# DATA SHOWN:
//! cost-warehouse
//!
//! Warehouse collaborator: the [`Warehouse`] trait the jobs write through and
//! its Postgres implementation.
//!
//! Design notes:
//! - Table names come from config and are interpolated into SQL, so every
//!   entry point re-checks them with [`cost_config::is_valid_table_name`].
//! - Values are always bound, never interpolated.
//! - One `bulk_insert_*` call is one transaction: either every row of the
//!   batch is committed or none is.

mod schema;

pub use schema::{CostRecord, CurrencyRate, DeletePredicate, TableSchema};

use anyhow::{bail, Context, Result};
use chrono::NaiveDate;
use sqlx::postgres::PgPoolOptions;
use sqlx::{PgPool, Postgres, QueryBuilder};
use std::collections::HashMap;
use std::time::Duration;
use tracing::debug;

use schema::{COST_COLUMNS, CURRENCY_COLUMNS};

/// Env var the tests read the warehouse URL from. The binary resolves the
/// URL through `warehouse.url_env` instead.
pub const ENV_DB_URL: &str = "COST_DATABASE_URL";

/// Rows per INSERT statement. 13 binds per cost row keeps this well under
/// the Postgres limit of 65535 parameters.
const INSERT_CHUNK: usize = 1000;

/// Storage contract used by the invoice and currency jobs.
#[async_trait::async_trait]
pub trait Warehouse: Send + Sync {
    async fn create_table_if_not_exists(&self, schema: TableSchema, table: &str) -> Result<()>;

    /// Settlement ledger: invoice id -> last-known status.
    ///
    /// When an invoice was recorded under several statuses, `paid` dominates.
    async fn query_distinct_invoice_statuses(&self, table: &str) -> Result<HashMap<String, String>>;

    async fn bulk_insert_cost_records(&self, table: &str, records: &[CostRecord]) -> Result<()>;

    /// Returns the number of deleted rows.
    async fn delete_where(&self, table: &str, predicate: &DeletePredicate) -> Result<u64>;

    /// Latest stored rate date, `None` for an empty table.
    async fn newest_currency_date(&self, table: &str) -> Result<Option<NaiveDate>>;

    async fn insert_currency_rates(&self, table: &str, rates: &[CurrencyRate]) -> Result<()>;
}

/// Collapse `(invoice_id, status)` pairs into the ledger map.
///
/// Ranking: `paid` > `mailed` > `estimate` > anything else; ties between
/// unknown statuses resolve to the lexicographically greatest so the result
/// does not depend on row order.
pub fn fold_invoice_statuses<I>(rows: I) -> HashMap<String, String>
where
    I: IntoIterator<Item = (String, String)>,
{
    let mut out: HashMap<String, String> = HashMap::new();
    for (invoice_id, status) in rows {
        match out.get(&invoice_id) {
            Some(existing) if !outranks(&status, existing) => {}
            _ => {
                out.insert(invoice_id, status);
            }
        }
    }
    out
}

fn status_rank(s: &str) -> u8 {
    match s {
        "paid" => 3,
        "mailed" => 2,
        "estimate" => 1,
        _ => 0,
    }
}

fn outranks(candidate: &str, existing: &str) -> bool {
    (status_rank(candidate), candidate) > (status_rank(existing), existing)
}

fn checked_table(table: &str) -> Result<&str> {
    if !cost_config::is_valid_table_name(table) {
        bail!("invalid table name '{table}'");
    }
    Ok(table)
}

/// Connect to the warehouse. The jobs are sequential, so a tiny pool suffices.
pub async fn connect(url: &str) -> Result<PgPool> {
    PgPoolOptions::new()
        .max_connections(2)
        .acquire_timeout(Duration::from_secs(10))
        .connect(url)
        .await
        .context("failed to connect to warehouse")
}

/// Postgres-backed [`Warehouse`].
#[derive(Debug, Clone)]
pub struct PgWarehouse {
    pool: PgPool,
}

impl PgWarehouse {
    pub fn new(pool: PgPool) -> Self {
        Self { pool }
    }

    pub async fn connect(url: &str) -> Result<Self> {
        Ok(Self::new(connect(url).await?))
    }

    pub fn pool(&self) -> &PgPool {
        &self.pool
    }
}

#[async_trait::async_trait]
impl Warehouse for PgWarehouse {
    async fn create_table_if_not_exists(&self, schema: TableSchema, table: &str) -> Result<()> {
        let table = checked_table(table)?;
        for stmt in schema.create_statements(table) {
            sqlx::query(&stmt)
                .execute(&self.pool)
                .await
                .with_context(|| format!("create table {table} failed"))?;
        }
        debug!(table, ?schema, "table ensured");
        Ok(())
    }

    async fn query_distinct_invoice_statuses(&self, table: &str) -> Result<HashMap<String, String>> {
        let table = checked_table(table)?;
        let rows: Vec<(String, String)> =
            sqlx::query_as(&format!("select distinct invoice_id, status from {table}"))
                .fetch_all(&self.pool)
                .await
                .with_context(|| format!("failed to fetch invoice statuses from {table}"))?;
        Ok(fold_invoice_statuses(rows))
    }

    async fn bulk_insert_cost_records(&self, table: &str, records: &[CostRecord]) -> Result<()> {
        let table = checked_table(table)?;
        if records.is_empty() {
            return Ok(());
        }

        let mut tx = self.pool.begin().await.context("begin transaction failed")?;
        for chunk in records.chunks(INSERT_CHUNK) {
            let mut qb: QueryBuilder<Postgres> =
                QueryBuilder::new(format!("insert into {table} ({COST_COLUMNS}) "));
            qb.push_values(chunk, |mut b, r| {
                b.push_bind(r.billing_group_id.clone())
                    .push_bind(r.invoice_id.clone())
                    .push_bind(r.project_name.clone())
                    .push_bind(r.environment.clone())
                    .push_bind(r.team.clone())
                    .push_bind(r.service.clone())
                    .push_bind(r.service_name.clone())
                    .push_bind(r.tenant.clone())
                    .push_bind(r.status.clone())
                    .push_bind(r.cost.clone())
                    .push_bind(r.currency.clone())
                    .push_bind(r.billing_month.clone())
                    .push_bind(r.day_count);
            });
            qb.build()
                .execute(&mut *tx)
                .await
                .with_context(|| format!("failed to insert cost items into {table}"))?;
        }
        tx.commit()
            .await
            .with_context(|| format!("commit of cost items into {table} failed"))?;
        Ok(())
    }

    async fn delete_where(&self, table: &str, predicate: &DeletePredicate) -> Result<u64> {
        let table = checked_table(table)?;
        let mut qb: QueryBuilder<Postgres> =
            QueryBuilder::new(format!("delete from {table} where "));
        match predicate {
            DeletePredicate::StatusIn(statuses) => {
                if statuses.is_empty() {
                    return Ok(0);
                }
                qb.push("status = any(").push_bind(statuses.clone()).push(")");
            }
            DeletePredicate::DateOnOrAfter(d) => {
                qb.push("date >= ").push_bind(*d);
            }
        }
        let res = qb
            .build()
            .execute(&self.pool)
            .await
            .with_context(|| format!("delete from {table} failed"))?;
        Ok(res.rows_affected())
    }

    async fn newest_currency_date(&self, table: &str) -> Result<Option<NaiveDate>> {
        let table = checked_table(table)?;
        let newest: Option<NaiveDate> =
            sqlx::query_scalar(&format!("select max(date) from {table}"))
                .fetch_one(&self.pool)
                .await
                .with_context(|| format!("failed to read newest date from {table}"))?;
        Ok(newest)
    }

    async fn insert_currency_rates(&self, table: &str, rates: &[CurrencyRate]) -> Result<()> {
        let table = checked_table(table)?;
        if rates.is_empty() {
            return Ok(());
        }

        let mut tx = self.pool.begin().await.context("begin transaction failed")?;
        for chunk in rates.chunks(INSERT_CHUNK) {
            let mut qb: QueryBuilder<Postgres> =
                QueryBuilder::new(format!("insert into {table} ({CURRENCY_COLUMNS}) "));
            qb.push_values(chunk, |mut b, r| {
                b.push_bind(r.date)
                    .push_bind(r.usdeur.clone())
                    .push_bind(r.usdnok.clone());
            });
            qb.build()
                .execute(&mut *tx)
                .await
                .with_context(|| format!("failed to insert currency rates into {table}"))?;
        }
        tx.commit()
            .await
            .with_context(|| format!("commit of currency rates into {table} failed"))?;
        Ok(())
    }
}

# YOUR ASSIGNMENT:
Please give back, exactly as it stands above, the stretch from the line with "every row of the" through the line with "this well under", and no line outside it.

# YOUR RESPONSE:
//! - One `bulk_insert_*` call is one transaction: either every row of the
//!   batch is committed or none is.

mod schema;

pub use schema::{CostRecord, CurrencyRate, DeletePredicate, TableSchema};

use anyhow::{bail, Context, Result};
use chrono::NaiveDate;
use sqlx::postgres::PgPoolOptions;
use sqlx::{PgPool, Postgres, QueryBuilder};
use std::collections::HashMap;
use std::time::Duration;
use tracing::debug;

use schema::{COST_COLUMNS, CURRENCY_COLUMNS};

/// Env var the tests read the warehouse URL from. The binary resolves the
/// URL through `warehouse.url_env` instead.
pub const ENV_DB_URL: &str = "COST_DATABASE_URL";

/// Rows per INSERT statement. 13 binds per cost row keeps this well under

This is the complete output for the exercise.